Aung Ko Win, MBBS, MPH, from the University of Melbourne in Australia, and colleagues prospectively followed a cohort of 446 unaffected carriers of an MMR gene mutation (161 with MLH1; 222 with MSH2; 47 with MSH6; and 16 with PMS2) and 1,029 of their unaffected relatives who did not carry a mutation, with follow-up occurring every five years. Country-, age-, and sex-specific standardized incidence ratios (SIRs) of cancer for carriers and noncarriers were compared with the cancer risk of the general population.

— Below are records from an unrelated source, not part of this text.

//! Submitted form data and validation errors
//!
//! Admin forms are posted as `application/x-www-form-urlencoded`. Multi-valued
//! fields (entry categories, sites) repeat their key, so the raw pairs are
//! kept in order instead of being collapsed into a map.

use chrono::{DateTime, FixedOffset, NaiveDateTime, TimeZone, Utc};
use serde::Serialize;
use std::collections::BTreeMap;

/// Format of the date fields of the admin forms
pub const DATETIME_INPUT_FORMAT: &str = "%Y-%m-%d %H:%M";

/// Raw key/value pairs of a submitted form
#[derive(Debug, Clone, Default)]
pub struct FormData {
    pairs: Vec<(String, String)>,
}

impl FormData {
    pub fn new(pairs: Vec<(String, String)>) -> Self {
        Self { pairs }
    }

    /// First value of a field, trimmed; empty when missing
    pub fn text(&self, name: &str) -> String {
        self.pairs
            .iter()
            .find(|(key, _)| key == name)
            .map(|(_, value)| value.trim().to_string())
            .unwrap_or_default()
    }

    /// First value of a field exactly as submitted
    pub fn raw(&self, name: &str) -> String {
        self.pairs
            .iter()
            .find(|(key, _)| key == name)
            .map(|(_, value)| value.clone())
            .unwrap_or_default()
    }

    /// Checkbox semantics: present with any value but `off`/`false`
    pub fn checked(&self, name: &str) -> bool {
        self.pairs
            .iter()
            .any(|(key, value)| key == name && !matches!(value.as_str(), "" | "off" | "false" | "0"))
    }

    /// Every value of a repeated field
    pub fn all(&self, name: &str) -> Vec<String> {
        self.pairs
            .iter()
            .filter(|(key, _)| key == name)
            .map(|(_, value)| value.trim().to_string())
            .filter(|value| !value.is_empty())
            .collect()
    }

    /// Optional integer field
    pub fn id(&self, name: &str, errors: &mut FormErrors) -> Option<i64> {
        let value = self.text(name);
        if value.is_empty() {
            return None;
        }
        match value.parse() {
            Ok(id) => Some(id),
            Err(_) => {
                errors.add(name, "invalid_choice", "Select a valid choice.");
                None
            }
        }
    }

    /// Integer values of a repeated field
    pub fn ids(&self, name: &str, errors: &mut FormErrors) -> Vec<i64> {
        let mut ids = Vec::new();
        for value in self.all(name) {
            match value.parse() {
                Ok(id) => ids.push(id),
                Err(_) => errors.add(
                    name,
                    "invalid_choice",
                    format!("Select a valid choice. {} is not one of the available choices.", value),
                ),
            }
        }
        ids
    }

    /// Optional local date and time field, converted to UTC
    pub fn datetime(
        &self,
        name: &str,
        tz: &FixedOffset,
        errors: &mut FormErrors,
    ) -> Option<DateTime<Utc>> {
        let value = self.text(name);
        if value.is_empty() {
            return None;
        }
        match parse_local_datetime(&value, tz) {
            Some(date) => Some(date),
            None => {
                errors.add(name, "invalid", "Enter a valid date/time.");
                None
            }
        }
    }
}

impl From<Vec<(String, String)>> for FormData {
    fn from(pairs: Vec<(String, String)>) -> Self {
        Self::new(pairs)
    }
}

/// Parse `YYYY-MM-DD HH:MM` (the `T` separator of HTML inputs is accepted too)
pub fn parse_local_datetime(value: &str, tz: &FixedOffset) -> Option<DateTime<Utc>> {
    let normalized = value.trim().replacen('T', " ", 1);
    let naive = NaiveDateTime::parse_from_str(&normalized, DATETIME_INPUT_FORMAT)
        .or_else(|_| NaiveDateTime::parse_from_str(&normalized, "%Y-%m-%d %H:%M:%S"))
        .ok()?;
    tz.from_local_datetime(&naive)
        .single()
        .map(|local| local.with_timezone(&Utc))
}

/// Format a UTC instant for a date input in the given time zone
pub fn format_local_datetime(date: &DateTime<Utc>, tz: &FixedOffset) -> String {
    date.with_timezone(tz).format(DATETIME_INPUT_FORMAT).to_string()
}

/// One validation failure
#[derive(Debug, Clone, PartialEq, Eq, Serialize)]
pub struct FieldError {
    pub code: String,
    pub message: String,
}

/// Validation failures keyed by field name
#[derive(Debug, Clone, Default, PartialEq, Eq, Serialize)]
pub struct FormErrors {
    fields: BTreeMap<String, Vec<FieldError>>,
}

impl FormErrors {
    pub fn new() -> Self {
        Self::default()
    }

    pub fn add(&mut self, field: &str, code: &str, message: impl Into<String>) {
        self.fields
            .entry(field.to_string())
            .or_default()
            .push(FieldError {
                code: code.to_string(),
                message: message.into(),
            });
    }

    pub fn required(&mut self, field: &str) {
        self.add(field, "required", "This field is required.");
    }

    pub fn is_empty(&self) -> bool {
        self.fields.is_empty()
    }

    pub fn get(&self, field: &str) -> &[FieldError] {
        self.fields.get(field).map(Vec::as_slice).unwrap_or_default()
    }

    pub fn has_code(&self, field: &str, code: &str) -> bool {
        self.get(field).iter().any(|e| e.code == code)
    }

    /// Messages per field, as handed to templates
    pub fn messages(&self) -> BTreeMap<String, Vec<String>> {
        self.fields
            .iter()
            .map(|(field, errors)| {
                (
                    field.clone(),
                    errors.iter().map(|e| e.message.clone()).collect(),
                )
            })
            .collect()
    }

    /// `Ok(value)` when no error was recorded
    pub fn into_result<T>(self, value: T) -> Result<T, FormErrors> {
        if self.is_empty() {
            Ok(value)
        } else {
            Err(self)
        }
    }
}

impl std::fmt::Display for FormErrors {
    fn fmt(&self, f: &mut std::fmt::Formatter<'_>) -> std::fmt::Result {
        let parts: Vec<String> = self
            .fields
            .iter()
            .flat_map(|(field, errors)| errors.iter().map(move |e| format!("{}: {}", field, e.message)))
            .collect();
        write!(f, "{}", parts.join("; "))
    }
}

The researchers found that, over a median of five years of follow-up, mutation carriers had a significantly increased risk of endometrial cancer (SIR, 30.62), colorectal cancer (SIR, 20.48), ovarian cancer (SIR, 18.81), renal cancer (SIR, 11.22), pancreatic cancer (SIR, 10.68), gastric cancer (SIR, 9.78), urinary bladder cancer (SIR, 9.51), and female breast cancer (SIR, 3.95). There was no evidence that noncarrier relatives had an elevated risk of any cancer.
“Our prospective analysis provides unbiased estimates of cancer risks for MMR gene mutation carriers, including significantly increased risks of recognized Lynch syndrome-associated cancers (colorectal, endometrial, ovarian, renal, gastric, and urinary bladder) and of breast cancer and pancreatic cancer,” the authors write.